¹From the Department of Experimental and Clinical Pharmacology, School of Medicine, University of Catania, Catania, Italy; ²Global Preclinical R&D Bausch & Lomb, Rochester, New York; ³IRCCS Centro Neurolesi Bonino-Pulejo, Messina, Italy; and the ⁴Department of Clinical and Experimental Medicine and Pharmacology, School of Medicine, University of Messina, Messina, Italy.

PURPOSE. Retinal microvascular cells play a crucial role in the pathogenesis of diabetic retinopathy. The endothelial effects of cloricromene, a novel coumarin derivative, on diabetic retinopathy induced by streptozotocin (STZ) in the rat were investigated.

METHODS. Cloricromene (10 mg/kg intraperitoneally) was administered daily in diabetic rats, and 60 days later eyes were enucleated for localization of nitrotyrosine, ICAM-1, VEGF, ZO-1, occludin, claudin-5, and VE-cadherin by immunohistochemical analysis. The effect of treatment was also evaluated by TNF, ICAM-1, VEGF, and eNOS protein levels measurement in the retina with the respective ELISA kits. Blood–retinal barrier (BRB) integrity was also evaluated by Evans blue.

RESULTS. Increased amounts of cytokines, adhesion molecule, and nitric oxide synthase were observed in retina. Cloricromene treatment significantly lowered retinal TNF, ICAM-1, VEGF, and eNOS. Furthermore, immunohistochemical analysis for VEGF, ICAM-1, nitrotyrosine (a marker of peroxynitrite), and tight junctions revealed positive staining in the retina from STZ-treated rats.
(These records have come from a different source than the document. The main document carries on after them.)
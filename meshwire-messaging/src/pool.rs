//! Per-peer channel pool.
//!
//! Each destination address owns a fixed array of slots, each holding a
//! shared future that resolves to a connected channel. Requests for one
//! subject always hash to the same slot, so a subject's traffic rides one
//! connection while distinct subjects spread across up to eight.

use crate::channel::Channel;
use crate::error::MessagingError;
use futures::future::{BoxFuture, Shared};
use meshwire_protocol::hash32;
use parking_lot::RwLock;
use std::sync::Arc;

/// Channels kept per peer address.
pub(crate) const POOL_SIZE: usize = 8;

/// A slot's connect attempt, shared by every caller that hits the slot
/// while it is in flight. Errors are `Arc`ed so late awaiters see them too.
pub(crate) type ChannelFuture =
    Shared<BoxFuture<'static, Result<Arc<Channel>, Arc<MessagingError>>>>;

pub(crate) struct ChannelPool {
    slots: RwLock<Vec<Option<ChannelFuture>>>,
}

impl ChannelPool {
    pub fn new() -> Self {
        Self {
            slots: RwLock::new(vec![None; POOL_SIZE]),
        }
    }

    /// Slot index for a subject.
    pub fn offset(subject: &str) -> usize {
        (hash32(subject) % POOL_SIZE as i32).unsigned_abs() as usize
    }

    /// Returns the slot's connect future, starting `connect` when the slot
    /// is empty or holds a failed attempt.
    pub fn get_or_connect(
        &self,
        offset: usize,
        connect: impl FnOnce() -> ChannelFuture,
    ) -> ChannelFuture {
        if let Some(future) = self.live_slot(offset) {
            return future;
        }
        let mut slots = self.slots.write();
        // Re-check under the write lock; another sender may have started a
        // connect for this slot in the meantime.
        let stale = match &slots[offset] {
            None => true,
            Some(future) => matches!(future.peek(), Some(Err(_))),
        };
        if stale {
            slots[offset] = Some(connect());
        }
        slots[offset].clone().expect("slot populated above")
    }

    /// Handles a slot whose future resolved to a channel that is no longer
    /// active.
    ///
    /// If the slot still holds `stale`, it is cleared and `None` is
    /// returned: the caller re-enters the pool from scratch. If another
    /// sender already emptied the slot, a fresh connect is installed and
    /// returned; if a replacement is already in place, that replacement is
    /// returned.
    pub fn replace_stale(
        &self,
        offset: usize,
        stale: &ChannelFuture,
        connect: impl FnOnce() -> ChannelFuture,
    ) -> Option<ChannelFuture> {
        let mut slots = self.slots.write();
        match &slots[offset] {
            Some(current) if current.ptr_eq(stale) => {
                slots[offset] = None;
                None
            }
            Some(current) => Some(current.clone()),
            None => {
                let future = connect();
                slots[offset] = Some(future.clone());
                Some(future)
            }
        }
    }

    fn live_slot(&self, offset: usize) -> Option<ChannelFuture> {
        let slots = self.slots.read();
        let future = slots[offset].as_ref()?;
        if matches!(future.peek(), Some(Err(_))) {
            return None;
        }
        Some(future.clone())
    }
}

#[cfg(test)]
mod tests {
    use super::*;
    use futures::FutureExt;

    fn failed() -> ChannelFuture {
        async { Err(Arc::new(MessagingError::ConnectionClosed)) }
            .boxed()
            .shared()
    }

    fn pending() -> ChannelFuture {
        futures::future::pending().boxed().shared()
    }

    #[test]
    fn test_offset_is_deterministic_and_bounded() {
        for subject in ["echo", "election", "append-entries", ""] {
            let offset = ChannelPool::offset(subject);
            assert!(offset < POOL_SIZE);
            assert_eq!(offset, ChannelPool::offset(subject));
        }
    }

    #[test]
    fn test_distinct_subjects_spread_across_slots() {
        let offsets: std::collections::HashSet<usize> = ["a", "b", "c", "d", "e", "f", "g", "h"]
            .iter()
            .map(|s| ChannelPool::offset(s))
            .collect();
        assert_eq!(offsets.len(), POOL_SIZE);
    }

    #[tokio::test]
    async fn test_slot_is_shared_while_in_flight() {
        let pool = ChannelPool::new();
        let first = pool.get_or_connect(0, pending);
        let second = pool.get_or_connect(0, || panic!("slot was live, no connect expected"));
        assert!(first.ptr_eq(&second));
    }

    #[tokio::test]
    async fn test_failed_slot_is_replaced() {
        let pool = ChannelPool::new();
        let first = pool.get_or_connect(3, failed);
        first.clone().await.unwrap_err();

        let second = pool.get_or_connect(3, pending);
        assert!(!first.ptr_eq(&second));
    }

    #[tokio::test]
    async fn test_replace_stale_clears_own_future() {
        let pool = ChannelPool::new();
        let stale = pool.get_or_connect(1, pending);
        assert!(pool
            .replace_stale(1, &stale, || panic!("cleared, not replaced"))
            .is_none());

        // The slot is empty now; a second stale holder installs a fresh
        // connect instead of recursing.
        let fresh = pool.replace_stale(1, &stale, pending).unwrap();
        assert!(!fresh.ptr_eq(&stale));
    }

    #[tokio::test]
    async fn test_replace_stale_adopts_existing_replacement() {
        let pool = ChannelPool::new();
        let stale = pool.get_or_connect(2, pending);
        pool.replace_stale(2, &stale, || unreachable!());
        let replacement = pool.get_or_connect(2, pending);

        let adopted = pool
            .replace_stale(2, &stale, || panic!("replacement already present"))
            .unwrap();
        assert!(adopted.ptr_eq(&replacement));
    }

    #[tokio::test]
    async fn test_slots_are_independent() {
        let pool = ChannelPool::new();
        let a = pool.get_or_connect(0, pending);
        let b = pool.get_or_connect(1, pending);
        assert!(!a.ptr_eq(&b));
    }
}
The degree of staining for VEGF, ICAM-1, nitrotyrosine, and tight junctions was markedly reduced in tissue sections obtained from diabetic rats treated with cloricromene. Treatment with cloricromene suppressed diabetes-related BRB breakdown by 45%.

CONCLUSIONS. This study provides the first evidence that the new coumarin derivative cloricromene attenuates the degree of inflammation preserving the BRB in diabetic rats.